Hi,
(warning: long mail)
Currently the wined3d code is doing more or less syncronous rendering, that
means that a Direct3D function call from the app results directly results in
the equivalent opengl call(s). There are a few issues with that:
* Multithreaded Direct3D: Opengl calls can only be done from the thread that
owns the glX context. Direct3D calls can be done from any thread. Passing
around the context is only possible with hacks(SetThreadContext or
pthread_kill) and prone to deadlocks.
* Performance: Applications expect the 3D calls to return immediately so they
can do other things while the gpu is rendering. GL works in the same way, so
our Direct3D rendering functions should return almost immediately too, but
due to the state changes and drawStridedSlow seem to cause gl to wait until
the pipeline is empty.
My suggestion is to create a per-device thread which does the rendering and
owns the thread, and the rendering calls only place some tokens into a queue
and return immediately. This way the app gets the control back immediately
and multithreaded direct3d is only about locking the queue correctly. The
rendering thread and all rendering code would be in drawprim.c(and maybe a
new file e.g. opengl_utils.c). The other files would contain no gl code.

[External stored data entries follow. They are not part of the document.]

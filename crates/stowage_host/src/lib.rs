//! # Stowage Host
//!
//! The contract between Stowage and the storage engine it drives, plus an
//! in-memory reference engine.
//!
//! A host is a transactional, versioned, callback-driven record store in the
//! shape of a browser's IndexedDB. Stowage never touches storage directly:
//! every read and write is a request issued against a host transaction whose
//! outcome arrives as exactly one completion notification.
//!
//! ## Design Principles
//!
//! - Hosts own persistence, indexing and transaction semantics
//! - Schema changes happen only inside a version upgrade
//! - Every request is answered exactly once, in issue order per transaction
//! - Failures carry a [`HostErrorKind`] drawn from the DOMException names
//!
//! ## Available Hosts
//!
//! - [`MemoryHost`] - in-memory engine with immediate or queued delivery
//!
//! ## Example
//!
//! ```rust
//! use stowage_host::{
//!     CollectionSpec, HostConnection, HostTransaction, MemoryHost, StorageHost, TransactionMode,
//! };
//! use stowage_codec::{Key, Value};
//! use std::cell::RefCell;
//! use std::rc::Rc;
//!
//! let host = MemoryHost::new();
//! let conn = Rc::new(RefCell::new(None));
//! let slot = Rc::clone(&conn);
//! host.open(
//!     "app",
//!     Some(1),
//!     Box::new(|scope| scope.create_collection(&CollectionSpec::new("notes", "id").auto_increment())),
//!     Box::new(move |result| *slot.borrow_mut() = result.ok()),
//! );
//! let conn = conn.borrow_mut().take().unwrap();
//!
//! let txn = conn.transaction(&["notes"], TransactionMode::ReadWrite).unwrap();
//! let key = Rc::new(RefCell::new(None));
//! let slot = Rc::clone(&key);
//! txn.add(
//!     "notes",
//!     Value::object([("text", Value::from("hello"))]),
//!     None,
//!     Box::new(move |result| *slot.borrow_mut() = result.ok()),
//! );
//! txn.commit(Box::new(|result| assert!(result.is_ok())));
//!
//! assert_eq!(*key.borrow(), Some(Key::Integer(1)));
//! ```

#![deny(unsafe_code)]
#![warn(missing_docs)]

mod backend;
mod error;
mod memory;
mod schema;

pub use backend::{
    Callback, HostConnection, HostTransaction, StorageHost, UpgradeHandler, UpgradeScope,
};
pub use error::{HostError, HostErrorKind, HostResult};
pub use memory::{Delivery, MemoryConnection, MemoryHost, MemoryHostConfig, MemoryTransaction};
pub use schema::{CollectionSpec, IndexSpec, TransactionMode};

Here are some more concrete suggestions for implementing this:
The pipeline is a block of memory with a fixed size(e.g. 64k, whatever), and
the work orders that are placed in it consist of an opcode and any number of
arguments. A NULL opcode means that the place is empty. When a new operation
doesn't fit at the bottom of the pipeline we start again. A instruction
pointer points at the opcode of the next instruction. If the next opcode is
NULL that means that the pipeline is empty. When an instruction was executed
the memory of the instruction is zeroed and the instruction pointer set to
the next byte after the old instruction. A new instruction doesn't fit into
the pipeline if it would overwrite nonzero memory, then we issue a warning
and wait until some more space is free.
A little modification would be to fix the number of arguments to an opcode.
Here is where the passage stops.